Re: Gulf Oil Spill Reaches Land
comprehensive overview of this disastrous event:
Besides the catastrophic damage to marine life and wetlands for decades upon decades to come, I found this part quite alarming:
Something we have learned in every large marine oil spill around the world deserves repeating here — once oil is spilled, the battle is lost, and the damage is done. Oil spill response and “cleanup” has never been effective, and a 10% recovery rate is considered a “successful” response by most experienced responders. Indeed, “oil spill cleanup” is a pretentious façade, that has never worked effectively, and it seems to serve more of a palliative and public relations role.

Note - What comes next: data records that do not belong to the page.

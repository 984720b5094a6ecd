//! Domain models for the specsplit conversion pipeline.
//!
//! - [`SpecTable`] / [`RawRow`] - the loaded input table
//! - [`CoefficientValue`] - a literal coefficient, kept verbatim
//! - [`FinalSpecTable`] / [`FinalSpecRow`] - the symbolic specification output
//! - [`CoefficientRecord`] / [`Constrain`] - the coefficients output

use serde::{Deserialize, Deserializer, Serialize, Serializer};
use std::fmt;

/// Free-text description column, source of the labels.
pub const DESCRIPTION_COLUMN: &str = "Description";
/// Model expression column, carried through untouched.
pub const EXPRESSION_COLUMN: &str = "Expression";
/// Derived label column of the output specification.
pub const LABEL_COLUMN: &str = "Label";
/// Name of the row index column of the intermediate table.
pub const INDEX_COLUMN: &str = "index";

/// Columns that never become segment columns.
pub const RESERVED_COLUMNS: [&str; 4] =
    [LABEL_COLUMN, DESCRIPTION_COLUMN, EXPRESSION_COLUMN, INDEX_COLUMN];

// =============================================================================
// Coefficient Value
// =============================================================================

/// A literal coefficient as it appeared in the input.
///
/// The original text is what gets written back out, so `0.885080091` stays
/// `0.885080091` and `-999` stays `-999`. The parsed number is only used for
/// comparisons.
#[derive(Debug, Clone, PartialEq)]
pub struct CoefficientValue {
    text: String,
    number: f64,
}

impl CoefficientValue {
    /// Parse a trimmed cell. Returns `None` unless it is a finite number.
    pub fn parse(text: &str) -> Option<Self> {
        let text = text.trim();
        let number: f64 = text.parse().ok()?;
        if !number.is_finite() {
            return None;
        }
        Some(Self {
            text: text.to_string(),
            number,
        })
    }

    pub fn as_str(&self) -> &str {
        &self.text
    }

    pub fn as_f64(&self) -> f64 {
        self.number
    }
}

impl fmt::Display for CoefficientValue {
    fn fmt(&self, f: &mut fmt::Formatter<'_>) -> fmt::Result {
        f.write_str(&self.text)
    }
}

impl Serialize for CoefficientValue {
    fn serialize<S: Serializer>(&self, serializer: S) -> Result<S::Ok, S::Error> {
        serializer.serialize_str(&self.text)
    }
}

impl<'de> Deserialize<'de> for CoefficientValue {
    fn deserialize<D: Deserializer<'de>>(deserializer: D) -> Result<Self, D::Error> {
        let text = String::deserialize(deserializer)?;
        CoefficientValue::parse(&text)
            .ok_or_else(|| serde::de::Error::custom(format!("not a numeric value: '{}'", text)))
    }
}

// =============================================================================
// Input Table
// =============================================================================

/// One data row of the input table.
#[derive(Debug, Clone, PartialEq, Serialize, Deserialize)]
#[serde(rename_all = "camelCase")]
pub struct RawRow {
    /// Zero-based position in the file, blank lines excluded.
    pub index: usize,
    /// `None` when the cell was empty.
    pub description: Option<String>,
    pub expression: Option<String>,
    /// One entry per segment column, in [`SpecTable::segment_columns`] order.
    pub values: Vec<Option<CoefficientValue>>,
}

/// A loaded specification table.
#[derive(Debug, Clone, PartialEq, Serialize, Deserialize)]
#[serde(rename_all = "camelCase")]
pub struct SpecTable {
    /// All header names as read.
    pub headers: Vec<String>,
    /// Names of the coefficient-bearing columns, in header order.
    pub segment_columns: Vec<String>,
    pub rows: Vec<RawRow>,
}

impl SpecTable {
    /// Description cells in row order.
    pub fn descriptions(&self) -> Vec<Option<&str>> {
        self.rows.iter().map(|r| r.description.as_deref()).collect()
    }

    /// Number of non-empty segment cells.
    pub fn value_count(&self) -> usize {
        self.rows
            .iter()
            .map(|r| r.values.iter().filter(|v| v.is_some()).count())
            .sum()
    }
}

// =============================================================================
// Outputs
// =============================================================================

/// Whether a coefficient is fixed for estimation.
///
/// Written as `T` / `F`.
#[derive(Debug, Clone, Copy, PartialEq, Eq, Serialize, Deserialize)]
pub enum Constrain {
    #[serde(rename = "T")]
    Fixed,
    #[serde(rename = "F")]
    Free,
}

impl Constrain {
    pub fn as_str(&self) -> &'static str {
        match self {
            Constrain::Fixed => "T",
            Constrain::Free => "F",
        }
    }

    pub fn is_fixed(&self) -> bool {
        matches!(self, Constrain::Fixed)
    }
}

impl From<bool> for Constrain {
    fn from(fixed: bool) -> Self {
        if fixed {
            Constrain::Fixed
        } else {
            Constrain::Free
        }
    }
}

impl fmt::Display for Constrain {
    fn fmt(&self, f: &mut fmt::Formatter<'_>) -> fmt::Result {
        f.write_str(self.as_str())
    }
}

/// One line of the coefficients table.
#[derive(Debug, Clone, PartialEq, Serialize, Deserialize)]
pub struct CoefficientRecord {
    pub coefficient_name: String,
    pub value: CoefficientValue,
    pub constrain: Constrain,
}

/// One line of the symbolic specification table.
#[derive(Debug, Clone, PartialEq, Serialize, Deserialize)]
#[serde(rename_all = "camelCase")]
pub struct FinalSpecRow {
    pub label: String,
    pub description: Option<String>,
    pub expression: Option<String>,
    /// Coefficient names, one per segment column; `None` where the input cell was empty.
    pub cells: Vec<Option<String>>,
}

/// The symbolic specification table.
#[derive(Debug, Clone, PartialEq, Serialize, Deserialize)]
#[serde(rename_all = "camelCase")]
pub struct FinalSpecTable {
    pub segment_columns: Vec<String>,
    pub rows: Vec<FinalSpecRow>,
}

impl FinalSpecTable {
    /// Output header: `Label`, `Description`, `Expression`, then the segments.
    pub fn header(&self) -> Vec<String> {
        [LABEL_COLUMN, DESCRIPTION_COLUMN, EXPRESSION_COLUMN]
            .iter()
            .map(|s| s.to_string())
            .chain(self.segment_columns.iter().cloned())
            .collect()
    }

    /// Row cells in header order, empty strings for empty cells.
    pub fn row_cells<'a>(&self, row: &'a FinalSpecRow) -> Vec<&'a str> {
        let mut out = Vec::with_capacity(3 + row.cells.len());
        out.push(row.label.as_str());
        out.push(row.description.as_deref().unwrap_or(""));
        out.push(row.expression.as_deref().unwrap_or(""));
        out.extend(row.cells.iter().map(|c| c.as_deref().unwrap_or("")));
        out
    }

    /// Find a row by label.
    pub fn row(&self, label: &str) -> Option<&FinalSpecRow> {
        self.rows.iter().find(|r| r.label == label)
    }

    /// Cell of `label` under segment column `segment`.
    pub fn cell(&self, label: &str, segment: &str) -> Option<&str> {
        let col = self.segment_columns.iter().position(|s| s == segment)?;
        self.row(label)?.cells.get(col)?.as_deref()
    }
}

#[cfg(test)]
mod tests {
    use super::*;

    #[test]
    fn test_coefficient_value_keeps_text() {
        let v = CoefficientValue::parse(" 0.885080091 ").unwrap();
        assert_eq!(v.as_str(), "0.885080091");
        assert_eq!(v.as_f64(), 0.885080091);

        let v = CoefficientValue::parse("-999").unwrap();
        assert_eq!(v.to_string(), "-999");
        assert_eq!(v.as_f64(), -999.0);
    }

    #[test]
    fn test_coefficient_value_rejects_non_numbers() {
        assert!(CoefficientValue::parse("abc").is_none());
        assert!(CoefficientValue::parse("").is_none());
        assert!(CoefficientValue::parse("NaN").is_none());
        assert!(CoefficientValue::parse("inf").is_none());
        assert!(CoefficientValue::parse("1e-3").is_some());
    }

    #[test]
    fn test_constrain_serializes_as_flag() {
        assert_eq!(serde_json::to_string(&Constrain::Fixed).unwrap(), "\"T\"");
        assert_eq!(serde_json::to_string(&Constrain::Free).unwrap(), "\"F\"");
        assert_eq!(Constrain::from(true), Constrain::Fixed);
    }

    #[test]
    fn test_record_json_shape() {
        let record = CoefficientRecord {
            coefficient_name: "util_x_M".into(),
            value: CoefficientValue::parse("0.5").unwrap(),
            constrain: Constrain::Free,
        };
        let json = serde_json::to_value(&record).unwrap();
        assert_eq!(json["coefficient_name"], "util_x_M");
        assert_eq!(json["value"], "0.5");
        assert_eq!(json["constrain"], "F");
    }

    #[test]
    fn test_final_spec_header_and_cells() {
        let table = FinalSpecTable {
            segment_columns: vec!["M".into(), "H".into()],
            rows: vec![FinalSpecRow {
                label: "util_a".into(),
                description: Some("A".into()),
                expression: None,
                cells: vec![Some("util_a_M".into()), None],
            }],
        };
        assert_eq!(table.header(), vec!["Label", "Description", "Expression", "M", "H"]);
        assert_eq!(
            table.row_cells(&table.rows[0]),
            vec!["util_a", "A", "", "util_a_M", ""]
        );
        assert_eq!(table.cell("util_a", "M"), Some("util_a_M"));
        assert_eq!(table.cell("util_a", "H"), None);
        assert_eq!(table.cell("util_b", "M"), None);
    }
}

And rehabilitating oiled wildlife and ecosystems is impossible, but must be tried. The BP OSRP for the Gulf called for the deployment within 72 hours of response equipment capable of recovering over 450,000 barrels of oil per day, but obviously this didn’t happen. The plan also called for attention to “walruses, sea otters, and sea lions” which of course do not occur in the region, indicating they simply cut-and-pasted parts of the Gulf oil spill plan from other regions, likely Alaska. And the link provided for a list of equipment from their main response contractor – the Marine Spill Response Corporation – takes you instead to a comical Japanese home shopping network.
Although mechanical recovery of oil from the sea surface is the preferred method for all spill response, as it attempts to remove oil from the marine environment, it has been largely ineffective in this spill because the oil is so emulsified with sea water that its density is approximately the same as sea water, and mostly just sinks beneath the booms when contact is made. The sorbent booms along shorelines are collecting some of the oil before it reaches the shore, but the oil is still reaching the beaches. From sand beaches, it is relatively easy cleanup task – remove the contaminated sand. But as the oil enters the sensitive muddy wetland marshes along the north Gulf coast, it will not be possible to remove without causing more damage. There may be opportunity to add fertilizers to enhance the indigenous bacteria community, to aid biodegradation of the oil in the marsh muds, but even this may be of limited help.
The chemical dispersants being used on the surface and at the blowout are a particular concern. Never has there been such heavy use of chemical dispersant in any oil spill response. The product being used – Corexit 9500 – is intended to break oil into smaller droplets in order to speed natural breakdown into harmless substances. The problem is that the dispersant is itself toxic, the oil is even more toxic, and research has shown that the combination of the oil and dispersant is even more toxic than the sum of the individual toxicities alone – there is a synergistic toxicity. Further, if the dispersant works as intended, it will simply transfer the impact from the sea surface down deeper into the water column, thereby exposing the upper water column biological community to more toxic contamination. As the dispersed oil mixture is know to be very toxic, the cardinal rule in use of dispersants is to never use them in shallow water near shore as this would contaminate the productive sea bed communities. In the Deepwater Horizon, the offshore surface waters contaminated with oil / dispersant have flowed up the continental shelf, and into shallow inshore estuaries, thereby contaminating the productive inshore habitat from surface to seabed. Plus, if the dispersant is working as designed, it will make mechanical recovery from the sea surface virtually impossible.
The dispersant use at-depth at the blowout is a novel approach, having never been attempted before. This use should only be allowed if it is conclusively shown that the oil droplet size exiting the jet plume from the blowout can be significantly reduced by the addition of the chemical dispersant. I have asked both the U.S. NOAA and EPA for any data that show this, and at the time of writing, none have been provided. In fact, to date EPA’s monitoring of dispersant and oil in water, sediment and air is all conducted near shore.
Further, when the Coast Guard and EPA ordered BP to find a less toxic dispersant on May 19, BP responded essentially “no.” Their letter responding to the government directive contained a number of factual and typographical errors, and they missed any discussion of one dispersant – JD-2000 – that is not only far less toxic than Corexit and other products, but it is also far more effective on south Louisiana crude oil. In response to BP’s “no”, the U.S. government simply said: ‘well OK, then please use less of the substandard product.’